Dataset items:
********************

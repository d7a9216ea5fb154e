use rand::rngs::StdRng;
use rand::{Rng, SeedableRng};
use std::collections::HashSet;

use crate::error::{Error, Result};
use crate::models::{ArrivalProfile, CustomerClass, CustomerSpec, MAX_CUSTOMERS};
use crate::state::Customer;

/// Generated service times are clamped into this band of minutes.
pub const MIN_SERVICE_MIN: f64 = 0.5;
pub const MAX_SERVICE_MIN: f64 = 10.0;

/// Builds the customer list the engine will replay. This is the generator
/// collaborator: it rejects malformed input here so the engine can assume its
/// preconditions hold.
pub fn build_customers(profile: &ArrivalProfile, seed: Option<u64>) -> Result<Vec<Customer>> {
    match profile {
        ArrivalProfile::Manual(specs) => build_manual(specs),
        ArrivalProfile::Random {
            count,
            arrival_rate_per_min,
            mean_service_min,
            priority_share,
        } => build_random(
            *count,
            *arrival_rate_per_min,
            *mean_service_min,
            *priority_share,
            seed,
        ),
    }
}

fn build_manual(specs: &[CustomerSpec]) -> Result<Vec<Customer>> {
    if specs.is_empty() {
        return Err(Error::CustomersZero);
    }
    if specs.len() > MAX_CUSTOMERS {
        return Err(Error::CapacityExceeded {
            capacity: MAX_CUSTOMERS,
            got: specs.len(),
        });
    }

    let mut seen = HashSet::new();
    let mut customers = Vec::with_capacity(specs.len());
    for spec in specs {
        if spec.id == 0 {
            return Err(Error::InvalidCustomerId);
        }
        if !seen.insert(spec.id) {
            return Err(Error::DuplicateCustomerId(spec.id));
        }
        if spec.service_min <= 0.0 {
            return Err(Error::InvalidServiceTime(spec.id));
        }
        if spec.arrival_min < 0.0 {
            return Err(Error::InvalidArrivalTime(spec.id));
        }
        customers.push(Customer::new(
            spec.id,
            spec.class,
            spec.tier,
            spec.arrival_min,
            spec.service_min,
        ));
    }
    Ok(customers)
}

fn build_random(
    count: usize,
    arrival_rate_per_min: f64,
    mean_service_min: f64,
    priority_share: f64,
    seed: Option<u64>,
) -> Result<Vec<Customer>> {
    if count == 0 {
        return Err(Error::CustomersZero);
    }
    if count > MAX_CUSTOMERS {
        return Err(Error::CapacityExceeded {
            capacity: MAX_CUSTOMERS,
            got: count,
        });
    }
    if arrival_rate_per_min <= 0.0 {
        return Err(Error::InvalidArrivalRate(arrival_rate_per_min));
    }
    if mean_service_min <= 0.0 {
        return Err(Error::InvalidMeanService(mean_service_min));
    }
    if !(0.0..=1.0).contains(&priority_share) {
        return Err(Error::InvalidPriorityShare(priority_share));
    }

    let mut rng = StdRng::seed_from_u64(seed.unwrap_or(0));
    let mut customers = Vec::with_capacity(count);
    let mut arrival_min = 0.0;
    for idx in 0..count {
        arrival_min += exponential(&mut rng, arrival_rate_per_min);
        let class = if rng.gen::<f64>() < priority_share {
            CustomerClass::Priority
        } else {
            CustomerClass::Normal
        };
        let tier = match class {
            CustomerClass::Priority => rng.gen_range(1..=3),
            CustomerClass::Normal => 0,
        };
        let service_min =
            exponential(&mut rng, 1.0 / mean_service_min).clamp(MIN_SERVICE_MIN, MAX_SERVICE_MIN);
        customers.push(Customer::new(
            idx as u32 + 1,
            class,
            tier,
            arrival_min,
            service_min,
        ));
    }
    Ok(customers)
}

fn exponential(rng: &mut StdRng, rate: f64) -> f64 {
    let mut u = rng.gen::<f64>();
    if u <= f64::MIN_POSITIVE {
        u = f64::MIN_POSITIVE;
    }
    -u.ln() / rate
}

********************

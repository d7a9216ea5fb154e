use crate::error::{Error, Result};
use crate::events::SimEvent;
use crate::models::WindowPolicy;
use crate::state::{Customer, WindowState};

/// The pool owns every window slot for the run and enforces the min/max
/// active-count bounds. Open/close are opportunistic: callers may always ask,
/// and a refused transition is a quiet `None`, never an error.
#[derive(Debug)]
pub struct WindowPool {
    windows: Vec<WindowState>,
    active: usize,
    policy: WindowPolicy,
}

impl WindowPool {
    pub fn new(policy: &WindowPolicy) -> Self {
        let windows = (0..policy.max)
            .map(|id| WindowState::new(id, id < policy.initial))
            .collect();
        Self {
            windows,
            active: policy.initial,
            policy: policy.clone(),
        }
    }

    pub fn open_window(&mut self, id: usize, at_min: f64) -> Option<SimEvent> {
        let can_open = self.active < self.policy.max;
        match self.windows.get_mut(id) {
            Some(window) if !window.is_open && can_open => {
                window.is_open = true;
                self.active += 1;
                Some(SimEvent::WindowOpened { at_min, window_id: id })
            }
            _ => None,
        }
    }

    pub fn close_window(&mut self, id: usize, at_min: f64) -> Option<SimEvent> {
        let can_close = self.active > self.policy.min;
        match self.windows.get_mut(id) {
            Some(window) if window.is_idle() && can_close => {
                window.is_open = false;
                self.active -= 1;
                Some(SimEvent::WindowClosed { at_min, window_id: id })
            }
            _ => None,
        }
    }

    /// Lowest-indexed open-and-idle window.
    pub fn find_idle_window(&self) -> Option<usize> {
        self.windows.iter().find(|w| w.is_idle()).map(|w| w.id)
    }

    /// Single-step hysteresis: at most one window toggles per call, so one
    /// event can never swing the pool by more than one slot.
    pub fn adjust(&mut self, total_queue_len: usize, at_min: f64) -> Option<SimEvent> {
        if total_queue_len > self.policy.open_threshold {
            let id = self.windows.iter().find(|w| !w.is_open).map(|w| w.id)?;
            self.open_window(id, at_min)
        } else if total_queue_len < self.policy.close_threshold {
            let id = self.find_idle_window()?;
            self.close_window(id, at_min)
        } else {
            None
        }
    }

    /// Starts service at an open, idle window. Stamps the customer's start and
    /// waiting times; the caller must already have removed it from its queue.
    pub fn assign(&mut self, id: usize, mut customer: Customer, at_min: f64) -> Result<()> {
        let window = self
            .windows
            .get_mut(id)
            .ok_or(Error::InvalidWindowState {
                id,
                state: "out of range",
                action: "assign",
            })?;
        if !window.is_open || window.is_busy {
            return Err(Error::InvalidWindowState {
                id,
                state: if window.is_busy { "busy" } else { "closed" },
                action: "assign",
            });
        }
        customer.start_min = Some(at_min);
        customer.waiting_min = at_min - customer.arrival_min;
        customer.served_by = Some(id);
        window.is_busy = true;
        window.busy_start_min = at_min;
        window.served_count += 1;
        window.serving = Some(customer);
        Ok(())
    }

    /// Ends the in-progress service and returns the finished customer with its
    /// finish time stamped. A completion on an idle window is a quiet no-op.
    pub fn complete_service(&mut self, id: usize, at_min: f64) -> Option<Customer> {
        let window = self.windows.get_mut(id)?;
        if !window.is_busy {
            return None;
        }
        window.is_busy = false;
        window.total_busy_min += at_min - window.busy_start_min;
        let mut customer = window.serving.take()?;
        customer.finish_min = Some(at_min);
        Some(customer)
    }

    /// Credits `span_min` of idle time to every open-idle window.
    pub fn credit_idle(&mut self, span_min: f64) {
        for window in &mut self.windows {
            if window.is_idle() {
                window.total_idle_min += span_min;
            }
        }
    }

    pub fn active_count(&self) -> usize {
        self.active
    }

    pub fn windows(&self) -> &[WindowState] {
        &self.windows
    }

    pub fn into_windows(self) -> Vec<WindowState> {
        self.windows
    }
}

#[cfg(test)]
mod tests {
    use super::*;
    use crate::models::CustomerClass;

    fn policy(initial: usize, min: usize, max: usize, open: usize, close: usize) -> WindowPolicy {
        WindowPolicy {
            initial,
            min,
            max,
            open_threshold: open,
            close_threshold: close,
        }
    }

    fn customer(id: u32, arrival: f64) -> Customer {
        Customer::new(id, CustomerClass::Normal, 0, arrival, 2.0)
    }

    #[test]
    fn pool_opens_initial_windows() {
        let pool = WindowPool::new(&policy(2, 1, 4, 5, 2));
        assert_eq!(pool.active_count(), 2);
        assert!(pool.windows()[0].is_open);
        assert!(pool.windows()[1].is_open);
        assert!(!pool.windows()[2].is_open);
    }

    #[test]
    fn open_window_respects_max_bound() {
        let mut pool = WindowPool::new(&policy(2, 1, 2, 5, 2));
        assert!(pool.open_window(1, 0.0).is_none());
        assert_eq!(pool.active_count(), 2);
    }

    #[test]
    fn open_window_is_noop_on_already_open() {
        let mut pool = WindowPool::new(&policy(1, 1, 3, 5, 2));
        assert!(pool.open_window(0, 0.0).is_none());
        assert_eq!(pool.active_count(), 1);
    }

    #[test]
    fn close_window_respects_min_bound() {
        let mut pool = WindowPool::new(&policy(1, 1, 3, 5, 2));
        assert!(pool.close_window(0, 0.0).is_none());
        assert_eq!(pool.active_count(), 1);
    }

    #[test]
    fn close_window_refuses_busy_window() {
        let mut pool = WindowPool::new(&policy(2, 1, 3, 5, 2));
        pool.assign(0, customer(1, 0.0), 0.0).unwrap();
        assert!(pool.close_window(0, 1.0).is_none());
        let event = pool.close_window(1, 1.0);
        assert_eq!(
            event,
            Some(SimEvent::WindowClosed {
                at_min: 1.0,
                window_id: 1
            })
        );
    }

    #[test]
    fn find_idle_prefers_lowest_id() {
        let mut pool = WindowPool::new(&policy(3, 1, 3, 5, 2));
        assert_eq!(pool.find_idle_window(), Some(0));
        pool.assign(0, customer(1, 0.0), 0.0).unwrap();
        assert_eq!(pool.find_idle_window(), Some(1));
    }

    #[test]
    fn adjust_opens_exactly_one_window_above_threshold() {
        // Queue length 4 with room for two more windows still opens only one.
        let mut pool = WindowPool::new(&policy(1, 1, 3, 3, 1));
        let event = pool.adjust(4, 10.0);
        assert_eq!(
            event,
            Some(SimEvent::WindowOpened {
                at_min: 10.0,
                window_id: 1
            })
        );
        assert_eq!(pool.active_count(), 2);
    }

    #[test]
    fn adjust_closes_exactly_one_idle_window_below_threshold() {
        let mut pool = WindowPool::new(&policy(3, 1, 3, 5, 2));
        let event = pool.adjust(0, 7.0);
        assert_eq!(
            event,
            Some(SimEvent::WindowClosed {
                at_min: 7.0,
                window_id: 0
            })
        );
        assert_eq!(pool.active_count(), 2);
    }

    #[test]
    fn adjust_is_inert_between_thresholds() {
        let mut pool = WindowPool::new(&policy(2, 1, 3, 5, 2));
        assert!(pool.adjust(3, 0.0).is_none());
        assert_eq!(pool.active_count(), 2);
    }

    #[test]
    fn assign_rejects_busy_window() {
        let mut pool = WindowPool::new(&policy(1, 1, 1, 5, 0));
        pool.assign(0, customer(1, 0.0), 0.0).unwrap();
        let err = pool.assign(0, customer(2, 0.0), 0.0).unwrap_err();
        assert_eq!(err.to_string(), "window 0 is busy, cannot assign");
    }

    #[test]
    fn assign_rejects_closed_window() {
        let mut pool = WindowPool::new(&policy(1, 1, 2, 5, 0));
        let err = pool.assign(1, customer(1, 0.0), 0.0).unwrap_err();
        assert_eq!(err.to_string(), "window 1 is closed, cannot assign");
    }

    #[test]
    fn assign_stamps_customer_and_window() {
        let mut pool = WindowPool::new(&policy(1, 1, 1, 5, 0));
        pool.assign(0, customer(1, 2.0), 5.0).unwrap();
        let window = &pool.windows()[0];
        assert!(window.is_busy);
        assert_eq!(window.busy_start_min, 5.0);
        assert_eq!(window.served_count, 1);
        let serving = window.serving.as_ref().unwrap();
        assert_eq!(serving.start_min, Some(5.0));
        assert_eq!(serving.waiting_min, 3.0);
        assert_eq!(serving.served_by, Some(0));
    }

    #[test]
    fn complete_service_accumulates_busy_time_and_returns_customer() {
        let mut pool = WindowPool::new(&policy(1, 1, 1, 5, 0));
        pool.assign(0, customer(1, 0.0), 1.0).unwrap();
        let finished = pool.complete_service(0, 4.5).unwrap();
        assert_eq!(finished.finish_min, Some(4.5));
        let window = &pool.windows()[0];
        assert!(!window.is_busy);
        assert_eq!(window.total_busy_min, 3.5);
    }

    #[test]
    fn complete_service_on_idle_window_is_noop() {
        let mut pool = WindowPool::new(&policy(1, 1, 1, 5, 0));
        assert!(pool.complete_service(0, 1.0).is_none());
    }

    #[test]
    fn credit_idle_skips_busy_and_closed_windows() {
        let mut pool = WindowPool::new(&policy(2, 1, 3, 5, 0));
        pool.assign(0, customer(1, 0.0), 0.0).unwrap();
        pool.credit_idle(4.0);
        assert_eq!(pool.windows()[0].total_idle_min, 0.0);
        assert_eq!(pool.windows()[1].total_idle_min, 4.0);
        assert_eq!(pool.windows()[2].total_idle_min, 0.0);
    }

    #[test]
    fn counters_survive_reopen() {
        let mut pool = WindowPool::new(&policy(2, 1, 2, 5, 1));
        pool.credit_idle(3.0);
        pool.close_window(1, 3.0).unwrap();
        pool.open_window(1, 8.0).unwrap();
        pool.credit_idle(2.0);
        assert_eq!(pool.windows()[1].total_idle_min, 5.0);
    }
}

********************

# [Work item]
Gather all lines from the records above in which "exponential" appears.

# [Response area]
        arrival_min += exponential(&mut rng, arrival_rate_per_min);
            exponential(&mut rng, 1.0 / mean_service_min).clamp(MIN_SERVICE_MIN, MAX_SERVICE_MIN);
fn exponential(rng: &mut StdRng, rate: f64) -> f64 {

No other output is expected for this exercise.